[[ Data extract open ]]

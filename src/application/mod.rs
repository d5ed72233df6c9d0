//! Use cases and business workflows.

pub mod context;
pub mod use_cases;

[[ Data extract closed ]]
[[ Data extract open ]]

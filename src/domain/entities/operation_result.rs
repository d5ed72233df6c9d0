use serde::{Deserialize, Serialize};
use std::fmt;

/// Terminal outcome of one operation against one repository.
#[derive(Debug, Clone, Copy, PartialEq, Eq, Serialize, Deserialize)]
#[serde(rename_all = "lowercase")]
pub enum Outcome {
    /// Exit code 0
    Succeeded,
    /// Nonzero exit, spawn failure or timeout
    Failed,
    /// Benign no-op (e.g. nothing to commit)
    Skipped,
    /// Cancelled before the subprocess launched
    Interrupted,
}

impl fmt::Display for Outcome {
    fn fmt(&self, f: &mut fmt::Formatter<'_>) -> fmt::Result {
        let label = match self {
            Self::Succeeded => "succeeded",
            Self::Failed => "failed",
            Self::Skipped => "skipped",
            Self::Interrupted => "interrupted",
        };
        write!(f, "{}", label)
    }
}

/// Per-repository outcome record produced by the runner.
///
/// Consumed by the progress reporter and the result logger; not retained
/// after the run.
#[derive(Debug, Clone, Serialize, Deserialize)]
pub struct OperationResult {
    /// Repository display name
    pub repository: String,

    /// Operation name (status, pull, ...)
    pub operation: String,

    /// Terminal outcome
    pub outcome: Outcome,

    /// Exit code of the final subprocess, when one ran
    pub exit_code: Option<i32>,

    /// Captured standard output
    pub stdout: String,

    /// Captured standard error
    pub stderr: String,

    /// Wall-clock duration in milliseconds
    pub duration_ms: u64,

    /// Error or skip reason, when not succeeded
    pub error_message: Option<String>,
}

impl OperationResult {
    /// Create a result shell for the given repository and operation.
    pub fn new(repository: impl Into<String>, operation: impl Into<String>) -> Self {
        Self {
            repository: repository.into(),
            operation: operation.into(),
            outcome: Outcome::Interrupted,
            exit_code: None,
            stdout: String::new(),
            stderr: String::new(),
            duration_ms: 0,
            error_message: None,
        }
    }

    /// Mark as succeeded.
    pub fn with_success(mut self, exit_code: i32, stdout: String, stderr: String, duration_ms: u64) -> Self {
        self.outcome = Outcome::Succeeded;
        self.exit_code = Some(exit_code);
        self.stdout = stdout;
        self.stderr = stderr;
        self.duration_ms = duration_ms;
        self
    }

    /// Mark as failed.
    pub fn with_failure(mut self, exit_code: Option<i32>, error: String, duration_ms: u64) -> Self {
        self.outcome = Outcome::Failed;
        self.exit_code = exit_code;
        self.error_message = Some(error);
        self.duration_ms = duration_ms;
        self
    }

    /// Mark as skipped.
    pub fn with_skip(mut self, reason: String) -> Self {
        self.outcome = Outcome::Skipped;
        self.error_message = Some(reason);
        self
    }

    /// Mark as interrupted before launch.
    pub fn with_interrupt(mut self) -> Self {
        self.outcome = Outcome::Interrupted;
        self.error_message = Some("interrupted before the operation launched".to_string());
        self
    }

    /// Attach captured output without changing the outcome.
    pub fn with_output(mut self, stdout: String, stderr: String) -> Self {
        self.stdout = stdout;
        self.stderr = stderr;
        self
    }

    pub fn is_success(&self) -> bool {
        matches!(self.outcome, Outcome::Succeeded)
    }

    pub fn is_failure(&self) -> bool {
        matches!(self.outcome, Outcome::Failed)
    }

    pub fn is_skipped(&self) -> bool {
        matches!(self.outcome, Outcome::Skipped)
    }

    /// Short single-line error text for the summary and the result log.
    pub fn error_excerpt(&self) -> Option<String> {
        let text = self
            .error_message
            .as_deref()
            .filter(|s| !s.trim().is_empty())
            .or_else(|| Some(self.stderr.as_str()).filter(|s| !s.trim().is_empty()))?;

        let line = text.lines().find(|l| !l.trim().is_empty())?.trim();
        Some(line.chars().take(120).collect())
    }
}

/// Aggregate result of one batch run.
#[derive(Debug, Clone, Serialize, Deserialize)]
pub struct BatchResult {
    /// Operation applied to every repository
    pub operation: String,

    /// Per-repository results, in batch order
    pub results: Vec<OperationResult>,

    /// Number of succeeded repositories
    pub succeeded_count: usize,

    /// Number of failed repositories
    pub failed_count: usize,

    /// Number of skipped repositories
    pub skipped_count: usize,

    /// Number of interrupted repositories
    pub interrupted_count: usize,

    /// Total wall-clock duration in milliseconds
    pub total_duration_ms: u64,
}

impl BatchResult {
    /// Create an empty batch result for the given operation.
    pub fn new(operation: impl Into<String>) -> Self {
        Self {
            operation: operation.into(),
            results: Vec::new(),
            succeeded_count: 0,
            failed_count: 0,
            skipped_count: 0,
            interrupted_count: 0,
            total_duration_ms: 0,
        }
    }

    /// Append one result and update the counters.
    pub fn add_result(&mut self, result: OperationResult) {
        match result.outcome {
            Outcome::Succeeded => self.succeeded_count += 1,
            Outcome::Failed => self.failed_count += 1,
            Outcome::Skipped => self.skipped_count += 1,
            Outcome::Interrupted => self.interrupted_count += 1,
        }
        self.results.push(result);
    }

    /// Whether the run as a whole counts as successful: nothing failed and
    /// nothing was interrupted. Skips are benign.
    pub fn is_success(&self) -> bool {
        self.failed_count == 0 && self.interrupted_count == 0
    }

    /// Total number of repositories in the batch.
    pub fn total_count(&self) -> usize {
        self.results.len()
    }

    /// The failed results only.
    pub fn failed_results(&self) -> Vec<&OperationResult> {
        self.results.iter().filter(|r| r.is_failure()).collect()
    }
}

[[ Data extract closed ]]

→ Your objective
Search the lines above for the string "filename" and copy each line that has it.

→ Task result
filename src/application/mod.rs
filename src/domain/entities/operation_result.rs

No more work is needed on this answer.